Alexander Marshal (c.1620 – 7 December 1682 in London) was an English entomologist, gardener and botanical artist, noted for four albums of paintings, including the florilegium he compiled, consisting of some 160 folios of plants cultivated in English gardens, and finally presented to George IV in the 1820s.

Marshal belonged to a coterie of gentleman gardeners from London, who cultivated and studied rare plants. These previously unknown species were introduced to England from the Near East and the New World in the 1600s. Marshal worked on his florilegium for some thirty years, and despite his not being a professional artist, his book boasts some of the most pleasing images in botanical art - it is now part of The Royal Collection, at the Royal Library at Windsor Castle. The plates depict more than 600 plant species, and detailed studies of insects, birds and mammals. It is notable as being the only known surviving florilegium by an English artist from the 1600s.

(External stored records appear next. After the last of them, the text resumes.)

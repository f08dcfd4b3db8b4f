//! Session: rounds played against persisted ladder progress.
//!
//! A session wires a [`RoundEngine`] to an [`UnlockStore`]:
//! - only unlocked levels can be started
//! - passes (by score or instant win) are merged into the store; a failed
//!   write never loses the round result and is kept for `take_store_error`
//! - after a round, `retry` replays the level and `next_round` moves on
//!
//! ## Example
//!
//! ```
//! use dice_ladder::progress::MemoryUnlockStore;
//! use dice_ladder::session::{Session, SessionError};
//!
//! let mut session = Session::open(MemoryUnlockStore::new()).unwrap().with_seed(1);
//! assert!(matches!(session.start_round(2), Err(SessionError::LevelLocked { .. })));
//!
//! session.start_round(1).unwrap();
//! session.request_roll(0).unwrap();
//! let summary = session.end_round().unwrap();
//! assert_eq!(summary.level, 1);
//! ```

use thiserror::Error;
use tracing::{info, warn};

use crate::core::RoundConfig;
use crate::progress::{Progress, StoreError, UnlockStore};
use crate::round::{RollOutcome, RollRejection, RoundEngine, RoundSummary, UnlockLevel, Verdict};

/// Errors from session-level requests.
#[derive(Debug, Error)]
pub enum SessionError {
    #[error("level {level} is locked (unlocked up to {unlocked})")]
    LevelLocked { level: u32, unlocked: u32 },

    #[error("no round in progress")]
    NoRound,

    #[error("level {level} was not cleared")]
    NotPassed { level: u32 },

    #[error(transparent)]
    Rejected(#[from] RollRejection),

    #[error(transparent)]
    Store(#[from] StoreError),
}

pub type Result<T> = std::result::Result<T, SessionError>;

/// Rounds played against stored progress.
pub struct Session<S: UnlockStore> {
    store: S,
    progress: Progress,
    template: RoundConfig,
    seed: Option<u64>,
    rounds_started: u64,
    round: Option<RoundEngine>,
    store_error: Option<StoreError>,
}

impl<S: UnlockStore> Session<S> {
    /// Open a session, loading progress from `store`.
    pub fn open(store: S) -> Result<Self> {
        let progress = Progress::from_record(store.load()?);
        info!(unlocked = progress.unlocked_level(), "session opened");
        Ok(Self {
            store,
            progress,
            template: RoundConfig::new(1),
            seed: None,
            rounds_started: 0,
            round: None,
            store_error: None,
        })
    }

    /// Seed every round from `seed`, for reproducible sessions.
    #[must_use]
    pub fn with_seed(mut self, seed: u64) -> Self {
        self.seed = Some(seed);
        self
    }

    /// Use `template` for dice and budget. Its level and seed are ignored.
    #[must_use]
    pub fn with_round_template(mut self, template: RoundConfig) -> Self {
        self.template = template;
        self
    }

    #[must_use]
    pub fn progress(&self) -> &Progress {
        &self.progress
    }

    #[must_use]
    pub fn store(&self) -> &S {
        &self.store
    }

    /// The current (or last finished) round.
    #[must_use]
    pub fn round(&self) -> Option<&RoundEngine> {
        self.round.as_ref()
    }

    /// The last unlock that could not be written to the store, if any.
    ///
    /// The unlock still holds for this session. Clears the stored error.
    pub fn take_store_error(&mut self) -> Option<StoreError> {
        self.store_error.take()
    }

    /// Start a round at an unlocked level, discarding any current round.
    pub fn start_round(&mut self, level: u32) -> Result<&RoundEngine> {
        if !self.progress.is_unlocked(level) {
            return Err(SessionError::LevelLocked {
                level,
                unlocked: self.progress.unlocked_level(),
            });
        }

        let mut config = self.template.clone();
        config.level = level;
        config.seed = self
            .seed
            .map(|seed| seed.wrapping_add(self.rounds_started.wrapping_mul(0x9E3779B97F4A7C15)));
        self.rounds_started += 1;

        let round = RoundEngine::new(config, self.progress.unlocked_level());
        Ok(&*self.round.insert(round))
    }

    /// Start over at the level of the last round.
    pub fn retry(&mut self) -> Result<&RoundEngine> {
        let level = self.current()?.level();
        self.start_round(level)
    }

    /// Move on to the level after the last round, which must have passed.
    pub fn next_round(&mut self) -> Result<&RoundEngine> {
        let level = self.passed_level()?;
        self.start_round(level.saturating_add(1))
    }

    /// Roll a die in the current round. Instant wins are persisted.
    pub fn request_roll(&mut self, index: usize) -> Result<RollOutcome> {
        let outcome = self.current_mut()?.request_roll(index)?;
        if let Verdict::InstantWin(summary) = &outcome.verdict {
            self.persist(summary.unlocks);
        }
        Ok(outcome)
    }

    /// Roll every remaining die in the current round.
    pub fn roll_all(&mut self) -> Result<Vec<RollOutcome>> {
        let outcomes = self.current_mut()?.roll_all()?;
        if let Some(Verdict::InstantWin(summary)) = outcomes.last().map(|o| &o.verdict) {
            self.persist(summary.unlocks);
        }
        Ok(outcomes)
    }

    /// Submit the current round. Passes are persisted.
    pub fn end_round(&mut self) -> Result<RoundSummary> {
        let summary = self.current_mut()?.end_round()?;
        self.persist(summary.unlocks);
        Ok(summary)
    }

    /// Record the reward chosen after a pass. Returns the level to play next.
    pub fn claim_reward(&mut self, reward: impl Into<String>) -> Result<u32> {
        let next_level = self.passed_level()?.saturating_add(1);
        let mut record = self.store.load()?;
        record.last_reward = Some(reward.into());
        record.unlocked_level = record.unlocked_level.max(next_level);
        self.store.save(&record)?;
        self.progress = Progress::from_record(record);
        Ok(next_level)
    }

    fn current(&self) -> Result<&RoundEngine> {
        self.round.as_ref().ok_or(SessionError::NoRound)
    }

    fn current_mut(&mut self) -> Result<&mut RoundEngine> {
        self.round.as_mut().ok_or(SessionError::NoRound)
    }

    fn passed_level(&self) -> Result<u32> {
        let round = self.current()?;
        match round.verdict() {
            Some(summary) if summary.passed => Ok(summary.level),
            _ => Err(SessionError::NotPassed {
                level: round.level(),
            }),
        }
    }

    fn persist(&mut self, unlock: Option<UnlockLevel>) {
        let Some(unlock) = unlock else {
            return;
        };

        match self.store.merge_unlock(unlock) {
            Ok(level) => {
                self.progress.unlock(UnlockLevel(level));
                info!(unlocked = level, "level unlocked");
            }
            Err(e) => {
                self.progress.unlock(unlock);
                warn!(error = %e, level = unlock.0, "failed to persist unlock");
                self.store_error = Some(e);
            }
        }
    }
}

#[cfg(test)]
mod tests {
    use std::io;

    use super::*;
    use crate::core::{Die, DieId, RollRecord};
    use crate::progress::{MemoryUnlockStore, ProgressRecord};
    use crate::round::Sequencer;

    /// Reads as fresh progress and refuses every write.
    struct ReadOnlyStore;

    impl UnlockStore for ReadOnlyStore {
        fn load(&self) -> crate::progress::Result<ProgressRecord> {
            Ok(ProgressRecord::default())
        }

        fn save(&self, _record: &ProgressRecord) -> crate::progress::Result<()> {
            Err(StoreError::Io(io::Error::new(
                io::ErrorKind::PermissionDenied,
                "read-only",
            )))
        }
    }

    /// A round on `sides`-sided dice whose first slots already show `values`.
    fn restored_round(level: u32, sides: u32, values: &[u32], seed: u64) -> RoundEngine {
        let config = RoundConfig::new(level).with_faces([sides; 4]).with_seed(seed);
        let mut snapshot = RoundEngine::new(config, 1).snapshot();
        for (die, &value) in snapshot.dice.iter_mut().zip(values) {
            let rolled = RollRecord { value, timestamp_ms: 0 };
            *die = Die::restore(sides, snapshot.config.roll_budget, [rolled]).unwrap();
        }
        snapshot.sequencer = Sequencer::with_active(DieId(values.len() as u8 - 1));
        RoundEngine::restore(snapshot).unwrap()
    }

    fn session_at(unlocked: u32) -> Session<MemoryUnlockStore> {
        let store = MemoryUnlockStore::with_record(ProgressRecord {
            unlocked_level: unlocked,
            last_reward: None,
        });
        Session::open(store).unwrap().with_seed(11)
    }

    #[test]
    fn test_locked_level_rejected() {
        let mut session = session_at(2);
        assert!(session.start_round(2).is_ok());
        assert!(matches!(
            session.start_round(3),
            Err(SessionError::LevelLocked { level: 3, unlocked: 2 })
        ));
    }

    #[test]
    fn test_requests_need_a_round() {
        let mut session = session_at(1);
        assert!(matches!(session.request_roll(0), Err(SessionError::NoRound)));
        assert!(matches!(session.end_round(), Err(SessionError::NoRound)));
        assert!(matches!(session.retry(), Err(SessionError::NoRound)));
    }

    #[test]
    fn test_failed_round_blocks_next() {
        let mut session = session_at(1);
        session.start_round(1).unwrap();
        session.request_roll(0).unwrap();
        let summary = session.end_round().unwrap();
        assert!(!summary.passed);

        assert!(matches!(
            session.next_round(),
            Err(SessionError::NotPassed { level: 1 })
        ));
        assert!(matches!(session.claim_reward("reward1"), Err(SessionError::NotPassed { .. })));
        assert_eq!(session.store().load().unwrap().unlocked_level, 1);

        let retried = session.retry().unwrap();
        assert_eq!(retried.level(), 1);
        assert!(!retried.is_ended());
    }

    #[test]
    fn test_rejections_pass_through() {
        let mut session = session_at(1);
        session.start_round(1).unwrap();
        assert!(matches!(
            session.request_roll(3),
            Err(SessionError::Rejected(RollRejection::SequencingViolation { .. }))
        ));
    }

    #[test]
    fn test_pass_is_persisted_and_unlocks_next() {
        // Level 1 with generous dice: a full roll-out of four d100s clears 20.
        let mut session = session_at(1).with_round_template(
            RoundConfig::new(1).with_faces([100, 100, 100, 100]).with_roll_budget(1),
        );
        session.start_round(1).unwrap();
        let outcomes = session.roll_all().unwrap();
        let passed = match outcomes.last().map(|o| &o.verdict) {
            Some(Verdict::InstantWin(summary)) => summary.passed,
            _ => session.end_round().unwrap().passed,
        };
        assert!(passed, "seed 11 must clear level 1 on four d100s");

        assert_eq!(session.store().load().unwrap().unlocked_level, 2);
        assert!(session.progress().is_unlocked(2));

        assert_eq!(session.claim_reward("reward1").unwrap(), 2);
        assert_eq!(
            session.store().load().unwrap().last_reward.as_deref(),
            Some("reward1")
        );

        let next = session.next_round().unwrap();
        assert_eq!(next.level(), 2);
    }

    #[test]
    fn test_failed_write_keeps_instant_win() {
        let mut session = Session::open(ReadOnlyStore).unwrap();
        let mut won = false;

        for seed in 0..64 {
            session.round = Some(restored_round(1, 2, &[1, 1, 1], seed));
            let outcome = session.request_roll(3).unwrap();
            if !outcome.ended_round() {
                assert!(session.take_store_error().is_none());
                continue;
            }

            won = true;
            assert_eq!(outcome.value, 1);
            assert!(matches!(outcome.verdict, Verdict::InstantWin(ref s) if s.passed));
            assert!(matches!(session.take_store_error(), Some(StoreError::Io(_))));
            assert!(session.take_store_error().is_none());
            assert!(session.progress().is_unlocked(2));
            assert_eq!(session.store().load().unwrap().unlocked_level, 1);
            break;
        }

        assert!(won, "no seed rolled the fourth 1");
    }

    #[test]
    fn test_failed_write_keeps_submitted_summary() {
        let mut session = Session::open(ReadOnlyStore).unwrap();
        session.round = Some(restored_round(1, 12, &[3, 3, 5, 7], 0));

        let summary = session.end_round().unwrap();
        assert!(summary.passed);
        assert_eq!(summary.effective_score, 24);
        assert!(matches!(session.take_store_error(), Some(StoreError::Io(_))));
        assert!(session.progress().is_unlocked(2));
        assert_eq!(session.next_round().unwrap().level(), 2);
    }

    #[test]
    fn test_top_level_pass_saturates() {
        let mut session = session_at(u32::MAX);
        session.round = Some(restored_round(u32::MAX, 12, &[12, 12, 11, 10], 0));

        let summary = session.end_round().unwrap();
        assert!(summary.passed);
        assert_eq!(summary.unlocks, Some(UnlockLevel(u32::MAX)));
        assert!(session.take_store_error().is_none());

        assert_eq!(session.claim_reward("reward1").unwrap(), u32::MAX);
        assert_eq!(session.next_round().unwrap().level(), u32::MAX);
    }
}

Samuel Hartlib, the German polymath, wrote that Marshal had by 1650 produced a florilegium for the botanist and gardener John Tradescant the Younger. It was catalogued as "A Book of Mr Tradescant's choicest Flowers and Plants, exquisitely limned in vellum, by Mr. Alex. Marshal", by the Musaeum Tradescantianum in 1656 and is now lost. Another album, of thirty-three paintings on vellum, is in the British Museum.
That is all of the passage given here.